Brief:
In the entries that follow, find the line containing "repository 3d31fc8a0e722732"; from there, copy every line exactly through the line containing "generated key hash".

Extracted information:
===============

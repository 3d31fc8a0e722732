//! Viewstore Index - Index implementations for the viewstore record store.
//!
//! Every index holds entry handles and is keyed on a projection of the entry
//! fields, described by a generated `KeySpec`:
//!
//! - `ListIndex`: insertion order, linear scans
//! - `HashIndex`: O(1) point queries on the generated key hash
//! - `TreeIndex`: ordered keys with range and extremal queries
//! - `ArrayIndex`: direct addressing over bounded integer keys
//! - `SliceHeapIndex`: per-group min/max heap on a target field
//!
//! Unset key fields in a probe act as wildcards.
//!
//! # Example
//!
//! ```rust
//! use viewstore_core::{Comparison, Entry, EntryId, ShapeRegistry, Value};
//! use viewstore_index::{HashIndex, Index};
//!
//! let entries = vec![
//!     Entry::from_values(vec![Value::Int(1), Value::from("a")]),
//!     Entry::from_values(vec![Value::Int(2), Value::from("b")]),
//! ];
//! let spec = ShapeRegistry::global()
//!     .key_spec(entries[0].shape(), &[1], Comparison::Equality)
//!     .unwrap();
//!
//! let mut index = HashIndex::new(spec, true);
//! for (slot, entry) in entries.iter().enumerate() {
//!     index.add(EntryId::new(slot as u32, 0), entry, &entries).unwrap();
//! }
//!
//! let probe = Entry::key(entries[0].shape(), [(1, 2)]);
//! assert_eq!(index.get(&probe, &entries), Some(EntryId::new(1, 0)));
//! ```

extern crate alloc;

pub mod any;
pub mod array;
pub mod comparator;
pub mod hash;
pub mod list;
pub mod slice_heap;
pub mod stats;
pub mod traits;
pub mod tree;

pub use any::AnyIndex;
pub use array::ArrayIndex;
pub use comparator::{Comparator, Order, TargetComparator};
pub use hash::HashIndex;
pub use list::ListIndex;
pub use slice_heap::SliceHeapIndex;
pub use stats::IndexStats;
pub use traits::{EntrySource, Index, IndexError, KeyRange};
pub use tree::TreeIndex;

===============

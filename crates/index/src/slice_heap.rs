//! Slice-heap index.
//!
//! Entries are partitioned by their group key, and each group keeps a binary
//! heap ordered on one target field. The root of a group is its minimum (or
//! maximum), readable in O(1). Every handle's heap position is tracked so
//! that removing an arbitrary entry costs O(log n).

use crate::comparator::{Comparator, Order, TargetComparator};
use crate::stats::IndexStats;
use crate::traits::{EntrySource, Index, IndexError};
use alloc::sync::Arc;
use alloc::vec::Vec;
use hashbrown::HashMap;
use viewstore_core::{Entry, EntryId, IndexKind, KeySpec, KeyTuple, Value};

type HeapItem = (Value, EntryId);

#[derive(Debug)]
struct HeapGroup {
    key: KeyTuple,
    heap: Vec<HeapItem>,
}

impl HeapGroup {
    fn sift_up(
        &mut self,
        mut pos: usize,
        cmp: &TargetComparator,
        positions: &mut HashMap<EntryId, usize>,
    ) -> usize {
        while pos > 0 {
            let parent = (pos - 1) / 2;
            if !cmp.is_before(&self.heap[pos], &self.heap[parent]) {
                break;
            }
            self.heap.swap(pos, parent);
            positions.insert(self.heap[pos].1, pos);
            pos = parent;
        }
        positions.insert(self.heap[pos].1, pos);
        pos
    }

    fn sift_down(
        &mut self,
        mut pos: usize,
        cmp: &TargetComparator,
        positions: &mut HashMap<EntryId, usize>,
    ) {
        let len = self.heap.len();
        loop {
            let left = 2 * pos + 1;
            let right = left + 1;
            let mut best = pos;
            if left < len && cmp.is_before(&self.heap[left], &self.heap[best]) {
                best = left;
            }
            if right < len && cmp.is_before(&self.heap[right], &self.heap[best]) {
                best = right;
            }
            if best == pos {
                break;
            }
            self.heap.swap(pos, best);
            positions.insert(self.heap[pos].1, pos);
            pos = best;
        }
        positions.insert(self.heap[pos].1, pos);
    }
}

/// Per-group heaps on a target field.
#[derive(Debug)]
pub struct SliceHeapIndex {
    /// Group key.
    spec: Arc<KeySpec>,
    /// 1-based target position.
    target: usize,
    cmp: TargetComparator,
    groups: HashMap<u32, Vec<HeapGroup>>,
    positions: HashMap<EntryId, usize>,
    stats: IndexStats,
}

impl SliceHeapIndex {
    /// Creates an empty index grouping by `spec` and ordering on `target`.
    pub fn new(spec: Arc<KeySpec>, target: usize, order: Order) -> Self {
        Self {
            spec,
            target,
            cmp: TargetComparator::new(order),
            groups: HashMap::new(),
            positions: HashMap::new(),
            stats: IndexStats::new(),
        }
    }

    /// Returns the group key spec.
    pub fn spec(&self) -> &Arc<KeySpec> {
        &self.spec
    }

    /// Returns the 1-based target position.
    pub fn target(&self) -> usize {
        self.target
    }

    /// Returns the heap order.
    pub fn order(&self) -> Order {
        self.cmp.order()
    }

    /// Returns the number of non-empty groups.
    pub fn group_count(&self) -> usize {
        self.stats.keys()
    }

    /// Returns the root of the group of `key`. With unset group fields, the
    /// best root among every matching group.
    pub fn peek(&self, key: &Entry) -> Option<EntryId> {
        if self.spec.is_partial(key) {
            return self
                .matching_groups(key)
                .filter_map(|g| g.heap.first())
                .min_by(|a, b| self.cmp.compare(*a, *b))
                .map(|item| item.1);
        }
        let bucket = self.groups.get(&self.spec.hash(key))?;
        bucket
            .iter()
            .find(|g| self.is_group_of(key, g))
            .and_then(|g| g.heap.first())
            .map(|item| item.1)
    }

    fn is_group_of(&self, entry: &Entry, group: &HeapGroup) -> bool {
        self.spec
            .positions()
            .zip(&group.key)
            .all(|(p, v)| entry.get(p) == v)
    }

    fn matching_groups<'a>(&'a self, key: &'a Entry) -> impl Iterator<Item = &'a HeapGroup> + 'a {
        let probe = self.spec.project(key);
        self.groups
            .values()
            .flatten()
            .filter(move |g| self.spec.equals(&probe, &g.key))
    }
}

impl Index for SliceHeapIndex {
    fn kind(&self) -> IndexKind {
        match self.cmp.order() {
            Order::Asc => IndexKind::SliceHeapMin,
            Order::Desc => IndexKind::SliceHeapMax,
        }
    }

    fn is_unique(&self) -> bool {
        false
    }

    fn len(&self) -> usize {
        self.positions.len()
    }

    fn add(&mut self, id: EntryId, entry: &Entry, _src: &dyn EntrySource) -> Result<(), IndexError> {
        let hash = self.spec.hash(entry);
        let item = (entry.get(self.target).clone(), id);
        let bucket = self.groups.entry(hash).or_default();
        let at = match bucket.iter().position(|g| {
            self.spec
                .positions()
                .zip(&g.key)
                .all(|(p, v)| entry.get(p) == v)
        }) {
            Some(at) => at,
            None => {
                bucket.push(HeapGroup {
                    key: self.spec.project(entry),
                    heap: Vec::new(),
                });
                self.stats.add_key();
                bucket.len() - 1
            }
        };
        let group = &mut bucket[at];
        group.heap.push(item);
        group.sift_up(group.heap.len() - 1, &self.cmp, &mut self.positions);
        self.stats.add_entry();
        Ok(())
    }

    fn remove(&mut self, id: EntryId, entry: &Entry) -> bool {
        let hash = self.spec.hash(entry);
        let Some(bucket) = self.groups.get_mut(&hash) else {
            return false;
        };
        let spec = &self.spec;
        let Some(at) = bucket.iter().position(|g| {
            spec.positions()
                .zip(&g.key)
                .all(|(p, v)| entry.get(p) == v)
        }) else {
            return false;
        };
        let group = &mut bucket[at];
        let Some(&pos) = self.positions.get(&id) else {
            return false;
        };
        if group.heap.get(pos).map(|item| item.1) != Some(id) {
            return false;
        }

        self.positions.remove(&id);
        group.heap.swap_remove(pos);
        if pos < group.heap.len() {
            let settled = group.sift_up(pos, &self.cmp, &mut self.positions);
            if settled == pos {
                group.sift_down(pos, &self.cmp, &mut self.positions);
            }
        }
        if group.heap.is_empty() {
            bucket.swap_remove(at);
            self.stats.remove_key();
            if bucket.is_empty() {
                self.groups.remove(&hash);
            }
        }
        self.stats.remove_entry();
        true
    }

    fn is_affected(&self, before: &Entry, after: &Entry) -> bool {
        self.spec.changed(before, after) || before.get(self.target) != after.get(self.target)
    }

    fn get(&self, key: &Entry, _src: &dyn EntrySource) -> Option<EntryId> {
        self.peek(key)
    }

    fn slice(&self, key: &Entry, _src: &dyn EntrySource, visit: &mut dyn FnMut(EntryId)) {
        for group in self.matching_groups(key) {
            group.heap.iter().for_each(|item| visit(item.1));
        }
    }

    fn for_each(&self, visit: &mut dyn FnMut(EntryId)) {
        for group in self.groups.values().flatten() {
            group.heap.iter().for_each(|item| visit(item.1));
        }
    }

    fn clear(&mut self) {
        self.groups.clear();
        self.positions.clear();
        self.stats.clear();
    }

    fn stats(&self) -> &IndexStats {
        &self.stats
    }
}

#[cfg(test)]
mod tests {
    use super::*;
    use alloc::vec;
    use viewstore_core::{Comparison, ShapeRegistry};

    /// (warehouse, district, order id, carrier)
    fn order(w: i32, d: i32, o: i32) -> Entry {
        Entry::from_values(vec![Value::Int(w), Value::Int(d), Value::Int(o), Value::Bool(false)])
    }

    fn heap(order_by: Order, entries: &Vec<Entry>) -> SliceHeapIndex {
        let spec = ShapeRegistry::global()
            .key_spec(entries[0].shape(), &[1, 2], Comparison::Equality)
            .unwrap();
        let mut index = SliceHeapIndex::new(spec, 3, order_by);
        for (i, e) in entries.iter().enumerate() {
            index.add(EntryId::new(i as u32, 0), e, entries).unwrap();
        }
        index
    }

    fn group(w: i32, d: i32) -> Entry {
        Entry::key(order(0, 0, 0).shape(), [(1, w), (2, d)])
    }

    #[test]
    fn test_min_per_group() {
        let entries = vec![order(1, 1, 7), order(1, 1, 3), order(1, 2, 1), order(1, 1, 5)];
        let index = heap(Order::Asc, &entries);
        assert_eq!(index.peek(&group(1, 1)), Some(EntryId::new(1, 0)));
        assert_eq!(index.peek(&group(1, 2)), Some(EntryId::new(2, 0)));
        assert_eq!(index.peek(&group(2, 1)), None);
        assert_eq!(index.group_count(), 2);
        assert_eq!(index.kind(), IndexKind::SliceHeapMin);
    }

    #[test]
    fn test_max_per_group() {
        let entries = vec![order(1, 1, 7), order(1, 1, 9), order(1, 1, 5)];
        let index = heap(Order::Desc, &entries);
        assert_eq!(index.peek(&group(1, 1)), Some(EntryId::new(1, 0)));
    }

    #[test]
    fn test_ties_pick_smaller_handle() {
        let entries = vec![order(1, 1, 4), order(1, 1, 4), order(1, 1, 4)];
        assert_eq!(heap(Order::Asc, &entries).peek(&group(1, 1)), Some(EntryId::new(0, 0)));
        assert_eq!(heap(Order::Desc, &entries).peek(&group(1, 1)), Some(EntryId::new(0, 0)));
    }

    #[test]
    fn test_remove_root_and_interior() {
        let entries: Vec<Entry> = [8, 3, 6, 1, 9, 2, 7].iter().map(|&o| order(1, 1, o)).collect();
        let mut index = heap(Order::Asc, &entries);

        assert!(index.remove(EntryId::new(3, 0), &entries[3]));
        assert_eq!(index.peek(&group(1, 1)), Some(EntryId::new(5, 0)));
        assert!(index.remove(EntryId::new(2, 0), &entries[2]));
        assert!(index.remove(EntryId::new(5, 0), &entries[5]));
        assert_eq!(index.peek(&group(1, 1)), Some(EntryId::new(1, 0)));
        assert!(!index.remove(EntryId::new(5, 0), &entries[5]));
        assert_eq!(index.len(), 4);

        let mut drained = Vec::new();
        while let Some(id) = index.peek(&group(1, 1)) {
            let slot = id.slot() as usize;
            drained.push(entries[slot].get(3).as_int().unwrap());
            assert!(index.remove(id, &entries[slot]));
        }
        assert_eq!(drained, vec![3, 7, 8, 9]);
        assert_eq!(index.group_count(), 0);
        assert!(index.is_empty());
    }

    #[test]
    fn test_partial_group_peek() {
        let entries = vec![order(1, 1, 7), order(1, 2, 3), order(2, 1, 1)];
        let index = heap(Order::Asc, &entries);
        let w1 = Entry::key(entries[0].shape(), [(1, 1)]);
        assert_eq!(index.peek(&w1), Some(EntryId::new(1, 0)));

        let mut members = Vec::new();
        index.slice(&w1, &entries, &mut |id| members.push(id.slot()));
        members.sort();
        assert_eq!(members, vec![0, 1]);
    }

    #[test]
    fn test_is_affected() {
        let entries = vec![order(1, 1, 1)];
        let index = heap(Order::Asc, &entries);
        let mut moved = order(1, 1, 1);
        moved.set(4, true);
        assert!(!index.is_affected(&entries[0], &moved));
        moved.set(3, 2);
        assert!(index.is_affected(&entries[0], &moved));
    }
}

===============

Solved exercise:
repository 3d31fc8a0e722732
//! Viewstore Index - Index implementations for the viewstore record store.
//!
//! Every index holds entry handles and is keyed on a projection of the entry
//! fields, described by a generated `KeySpec`:
//!
//! - `ListIndex`: insertion order, linear scans
//! - `HashIndex`: O(1) point queries on the generated key hash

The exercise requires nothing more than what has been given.